This month’s post is again from Ken Pope’s listserv, where he kindly provides daily summaries of current articles in the field. His post is as follows:
The New York Times includes an article: “A Deceptively Simple Way to Find More Happiness at Work” by By Tim Herrera.
Here are some excerpts:
Do you like what you do?
Now, I don’t mean that in the broad sense of wondering whether you’re on the right career path. I mean on a day-to-day basis, if you thought about every single task your job entails, could you name the parts that give you genuine joy? What about the tasks you hate?
We don’t often step back to ask whether the small, individual components of our job actually make us happy.
But maybe we should.
As many as a third of United States workers say they don’t feel engaged at work. The reasons vary widely, and everyone’s relationship with work is unique. But there are small ways to improve any job, and those incremental improvements can add up to major increases in job satisfaction.
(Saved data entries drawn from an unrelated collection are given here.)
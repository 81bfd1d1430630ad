//! Rise of the AI - a tile-based platformer simulation core
//!
//! Core modules:
//! - `sim`: Deterministic simulation (tile map, entities, AI, driver)
//! - `renderer`: Read-only frame extraction and CPU-side quad building
//! - `audio`: Sound cues derived from simulation events
//! - `tuning`: Data-driven gameplay constants
//! - `session`: Frame-level wrapper around the fixed-step accumulator

pub mod audio;
pub mod renderer;
pub mod session;
pub mod sim;
pub mod tuning;

pub use session::Session;
pub use tuning::{Tuning, TuningError};

use glam::Vec2;

/// Game configuration constants
pub mod consts {
    /// Fixed simulation timestep (60 Hz)
    pub const SIM_DT: f32 = 0.016_666_6;

    /// Level 1 grid dimensions
    pub const LEVEL1_WIDTH: u32 = 14;
    pub const LEVEL1_HEIGHT: u32 = 5;

    /// Tileset atlas layout (columns x rows)
    pub const TILESET_COLUMNS: u32 = 6;
    pub const TILESET_ROWS: u32 = 6;

    /// Player sprite sheet layout
    pub const PLAYER_SHEET_COLUMNS: u32 = 8;
    pub const PLAYER_SHEET_ROWS: u32 = 4;
    pub const PLAYER_WALK_FRAMES: usize = 4;
    /// Walk cycle speed
    pub const ANIMATION_FPS: f32 = 4.0;

    /// Inset applied to collision sample points so a resting edge never reads the
    /// neighbouring tile on the other axis
    pub const COLLISION_SKIN: f32 = 0.001;

    /// Terminal banner layout (text drawing itself is external)
    pub const BANNER_FONT_SIZE: f32 = 0.5;
    pub const BANNER_SPACING: f32 = 0.05;
    pub const BANNER_OFFSET_X: f32 = -2.0;
    pub const BANNER_OFFSET_Y: f32 = 2.0;
}

/// Sign of `value` as -1, 0 or 1 (zero stays zero, unlike `f32::signum`)
#[inline]
pub fn sign_or_zero(value: f32) -> f32 {
    if value > 0.0 {
        1.0
    } else if value < 0.0 {
        -1.0
    } else {
        0.0
    }
}

/// Clamp a vector's length to at most 1
#[inline]
pub fn clamp_unit(v: Vec2) -> Vec2 {
    if v.length() > 1.0 { v.normalize() } else { v }
}

#[cfg(test)]
mod tests {
    use super::*;

    #[test]
    fn test_sign_or_zero() {
        assert_eq!(sign_or_zero(3.0), 1.0);
        assert_eq!(sign_or_zero(-0.2), -1.0);
        assert_eq!(sign_or_zero(0.0), 0.0);
    }

    #[test]
    fn test_clamp_unit() {
        let v = clamp_unit(Vec2::new(3.0, 4.0));
        assert!((v.length() - 1.0).abs() < 1e-6);
        assert_eq!(clamp_unit(Vec2::new(0.5, 0.0)), Vec2::new(0.5, 0.0));
    }
}
//! C2: the byte-at-a-time HTTP mini-parser and response builder.
//!
//! Mirrors the original `client_http.h` (`client_http_read_request`,
//! `client_http_respond_to_request`, `HTML_RES`) closely enough that the
//! quirks it documents (e.g. `Content-Length` two bytes short) are reproduced
//! rather than "fixed".

use crate::config::{HTTP_FIELD_MAX, MAX_MESSAGE_SIZE};
use crate::error::ConnectionError;
use crate::ws_accept::accept_key;

/// The page served at `GET /`: a canvas that relays points over `/chat`.
pub const HTML_PAGE: &str = "<!DOCTYPE html>\r\n\
<html lang='en'>\r\n\
  <head>\r\n\
    <meta charset='utf-8' />\r\n\
    <title>Sketchboard</title>\r\n\
    <style> html, body { margin: 0px; padding: 0px; overflow: hidden; } </style>\r\n\
  </head>\r\n\
\r\n\
  <body>\r\n\
    <canvas id='pagecanvas'></canvas>\r\n\
    <script>'use strict'; (async () => {\r\n\
const ws = new WebSocket(location.origin.replace('http', 'ws') + '/chat');\r\n\
await new Promise(res => ws.onopen = res);\r\n\
\r\n\
const canvas = document.getElementById('pagecanvas');\r\n\
const ctx = canvas.getContext('2d');\r\n\
(window.onresize = () => {\r\n\
  canvas.width = window.innerWidth * window.devicePixelRatio;\r\n\
  canvas.height = window.innerHeight * window.devicePixelRatio;\r\n\
  canvas.style.width = window.innerWidth + 'px';\r\n\
  canvas.style.height = window.innerHeight + 'px';\r\n\
})();\r\n\
\r\n\
let input = {\r\n\
  mouse_down: false,\r\n\
  local_path_id: -1,\r\n\
  server_paths: new Map(),\r\n\
};\r\n\
ws.onmessage = msg => {\r\n\
  const [action, client_id, path_id, x, y] = msg.data.split(', ').map(Number);\r\n\
  const key = client_id + '_' + path_id;\r\n\
  if (!input.server_paths.has(key)) input.server_paths.set(key, []);\r\n\
  if (action === 1) input.server_paths.get(key).push({ x, y });\r\n\
  else if (action === 2) input.server_paths.delete(key);\r\n\
};\r\n\
\r\n\
canvas.onmousedown = ev => {\r\n\
  ev.preventDefault();\r\n\
  input.mouse_down = true;\r\n\
  input.local_path_id += 1;\r\n\
};\r\n\
canvas.onmouseup = ev => {\r\n\
  ev.preventDefault();\r\n\
  input.mouse_down = false;\r\n\
};\r\n\
canvas.onmousemove = ev => {\r\n\
  ev.preventDefault();\r\n\
  if (!input.mouse_down) return;\r\n\
  const x = ev.clientX * window.devicePixelRatio;\r\n\
  const y = ev.clientY * window.devicePixelRatio;\r\n\
  ws.send(input.local_path_id + ', ' + x.toFixed(0) + ', ' + y.toFixed(0));\r\n\
};\r\n\
\r\n\
requestAnimationFrame(function render() {\r\n\
  requestAnimationFrame(render);\r\n\
  ctx.fillStyle = 'white';\r\n\
  ctx.fillRect(0, 0, canvas.width, canvas.height);\r\n\
  ctx.beginPath();\r\n\
  for (const path of input.server_paths.values()) {\r\n\
    for (let i = 0; i < path.length; i++) {\r\n\
      const p = path[i];\r\n\
      ctx[i ? 'lineTo' : 'moveTo'](p.x, p.y);\r\n\
    }\r\n\
  }\r\n\
  ctx.lineWidth = 4 * window.devicePixelRatio;\r\n\
  ctx.stroke();\r\n\
})\r\n\
    })();</script>\r\n\
  </body>\r\n\
</html>\r\n";

/// Accumulates bytes of an in-flight request, one at a time.
#[derive(Default)]
pub struct RequestBuffer {
    buf: Vec<u8>,
    seen_linefeed: bool,
}

/// What to do once the request line + headers have been fully read.
pub struct HttpResponse {
    pub bytes: Vec<u8>,
    /// Phase to move to once `bytes` is fully drained; `None` means drop.
    pub upgrade: bool,
}

impl RequestBuffer {
    /// Feed one byte of the request. Returns `Some(response)` once the
    /// terminating CRLF-CRLF has been seen and the request successfully parsed.
    pub fn push_byte(&mut self, byte: u8) -> Result<Option<HttpResponse>, ConnectionError> {
        self.buf.push(byte);
        if self.buf.len() > MAX_MESSAGE_SIZE {
            return Err(ConnectionError::OversizedMessage(MAX_MESSAGE_SIZE));
        }

        // Carriage returns are stored but don't affect line-feed tracking.
        if byte == 0x0D {
            return Ok(None);
        }

        if byte == 0x0A {
            if self.seen_linefeed {
                let response = respond(&self.buf)?;
                return Ok(Some(response));
            }
            self.seen_linefeed = true;
        } else {
            self.seen_linefeed = false;
        }
        Ok(None)
    }
}

/// Parse the finished request buffer and build the routed response.
fn respond(buf: &[u8]) -> Result<HttpResponse, ConnectionError> {
    let text = std::str::from_utf8(buf).map_err(|_| ConnectionError::MalformedRequest)?;

    let path = parse_request_line(text).ok_or(ConnectionError::MalformedRequest)?;
    let key = parse_websocket_key(text);

    tracing::debug!(path, "parsed HTTP request");

    Ok(match path {
        "/" => HttpResponse {
            bytes: root_response(),
            upgrade: false,
        },
        "/chat" => HttpResponse {
            bytes: upgrade_response(key.as_deref()),
            upgrade: true,
        },
        _ => HttpResponse {
            bytes: b"HTTP/1.1 404 Not Found\r\n\r\n".to_vec(),
            upgrade: false,
        },
    })
}

/// `GET <path up to 30 chars> HTTP/1.1\r\n`; only the first line matters.
fn parse_request_line(text: &str) -> Option<&str> {
    let line = text.lines().next()?;
    let rest = line.strip_prefix("GET ")?;
    let path = rest.strip_suffix(" HTTP/1.1")?;
    if path.is_empty() || path.len() > HTTP_FIELD_MAX {
        return None;
    }
    Some(path)
}

/// Scan header lines for `Sec-WebSocket-Key: <value up to 30 chars>`.
/// Absence is not fatal; only checked when routing to `/chat`.
fn parse_websocket_key(text: &str) -> Option<String> {
    for line in text.lines().skip(1) {
        if let Some(value) = line.strip_prefix("Sec-WebSocket-Key: ") {
            if !value.is_empty() && value.len() <= HTTP_FIELD_MAX {
                return Some(value.to_string());
            }
        }
    }
    None
}

fn root_response() -> Vec<u8> {
    // The reference implementation's Content-Length is `strlen(HTML) - 2`:
    // two bytes of trailing CRLF are not counted. Preserved verbatim.
    let content_length = HTML_PAGE.len() - 2;
    let mut out = Vec::with_capacity(HTML_PAGE.len() + 128);
    out.extend_from_slice(b"HTTP/1.0 200 OK\r\n");
    out.extend_from_slice(format!("Content-Length: {content_length}\r\n").as_bytes());
    out.extend_from_slice(b"Connection: close\r\n");
    out.extend_from_slice(b"Content-Type: text/html; charset=iso-8859-1\r\n");
    out.extend_from_slice(b"\r\n");
    out.extend_from_slice(HTML_PAGE.as_bytes());
    out
}

fn upgrade_response(key: Option<&str>) -> Vec<u8> {
    let accept = accept_key(key.unwrap_or(""));
    format!(
        "HTTP/1.1 101 Switching Protocols\r\n\
         Upgrade: websocket\r\n\
         Connection: Upgrade\r\n\
         Sec-WebSocket-Accept: {accept}\r\n\r\n"
    )
    .into_bytes()
}

#[cfg(test)]
mod tests {
    use super::*;

    fn feed(buf: &mut RequestBuffer, bytes: &[u8]) -> Option<HttpResponse> {
        let mut result = None;
        for &b in bytes {
            if let Some(r) = buf.push_byte(b).expect("no parse error") {
                result = Some(r);
            }
        }
        result
    }

    #[test]
    fn root_fetch() {
        let mut buf = RequestBuffer::default();
        let resp = feed(&mut buf, b"GET / HTTP/1.1\r\nHost: x\r\n\r\n").unwrap();
        let text = String::from_utf8(resp.bytes).unwrap();
        assert!(text.starts_with("HTTP/1.0 200 OK\r\nContent-Length: "));
        assert!(text.contains(&HTML_PAGE[..HTML_PAGE.len() - 2]));
        assert!(!resp.upgrade);
    }

    #[test]
    fn not_found() {
        let mut buf = RequestBuffer::default();
        let resp = feed(&mut buf, b"GET /nope HTTP/1.1\r\n\r\n").unwrap();
        assert_eq!(resp.bytes, b"HTTP/1.1 404 Not Found\r\n\r\n");
        assert!(!resp.upgrade);
    }

    #[test]
    fn upgrade_computes_accept_key() {
        let mut buf = RequestBuffer::default();
        let resp = feed(
            &mut buf,
            b"GET /chat HTTP/1.1\r\nSec-WebSocket-Key: dGhlIHNhbXBsZSBub25jZQ==\r\n\r\n",
        )
        .unwrap();
        let text = String::from_utf8(resp.bytes).unwrap();
        assert_eq!(
            text,
            "HTTP/1.1 101 Switching Protocols\r\n\
             Upgrade: websocket\r\n\
             Connection: Upgrade\r\n\
             Sec-WebSocket-Accept: s3pPLMBiTxaQ9kYGzzhZRbK+xOo=\r\n\r\n"
        );
        assert!(resp.upgrade);
    }

    #[test]
    fn malformed_request_line_is_fatal() {
        let mut buf = RequestBuffer::default();
        let mut err = None;
        for &b in b"NOPE / HTTP/1.1\r\n\r\n" {
            match buf.push_byte(b) {
                Ok(_) => {}
                Err(e) => err = Some(e),
            }
        }
        assert!(matches!(err, Some(ConnectionError::MalformedRequest)));
    }

    #[test]
    fn oversized_request_is_fatal() {
        let mut buf = RequestBuffer::default();
        let mut hit_limit = false;
        for _ in 0..(MAX_MESSAGE_SIZE + 1) {
            if buf.push_byte(b'a').is_err() {
                hit_limit = true;
                break;
            }
        }
        assert!(hit_limit);
    }
}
A study from the Mayo Clinic found that physicians who spend about 20 percent of their time doing “work they find most meaningful are at dramatically lower risk for burnout.”
But here’s what’s fascinating: Anything beyond that 20 percent has a marginal impact, as “spending 50 percent of your time in the most meaningful area is associated with similar rates of burnout as 20 percent.”
In other words: You don’t need to change everything about your job to see substantial benefits. A few changes here and there can be all you need.
“When you look at people who are thriving in their jobs, you notice that they didn’t find them, they made them,” said Ashley Goodall, senior vice president of leadership and team intelligence at Cisco and co-author of the book “Nine Lies About Work.”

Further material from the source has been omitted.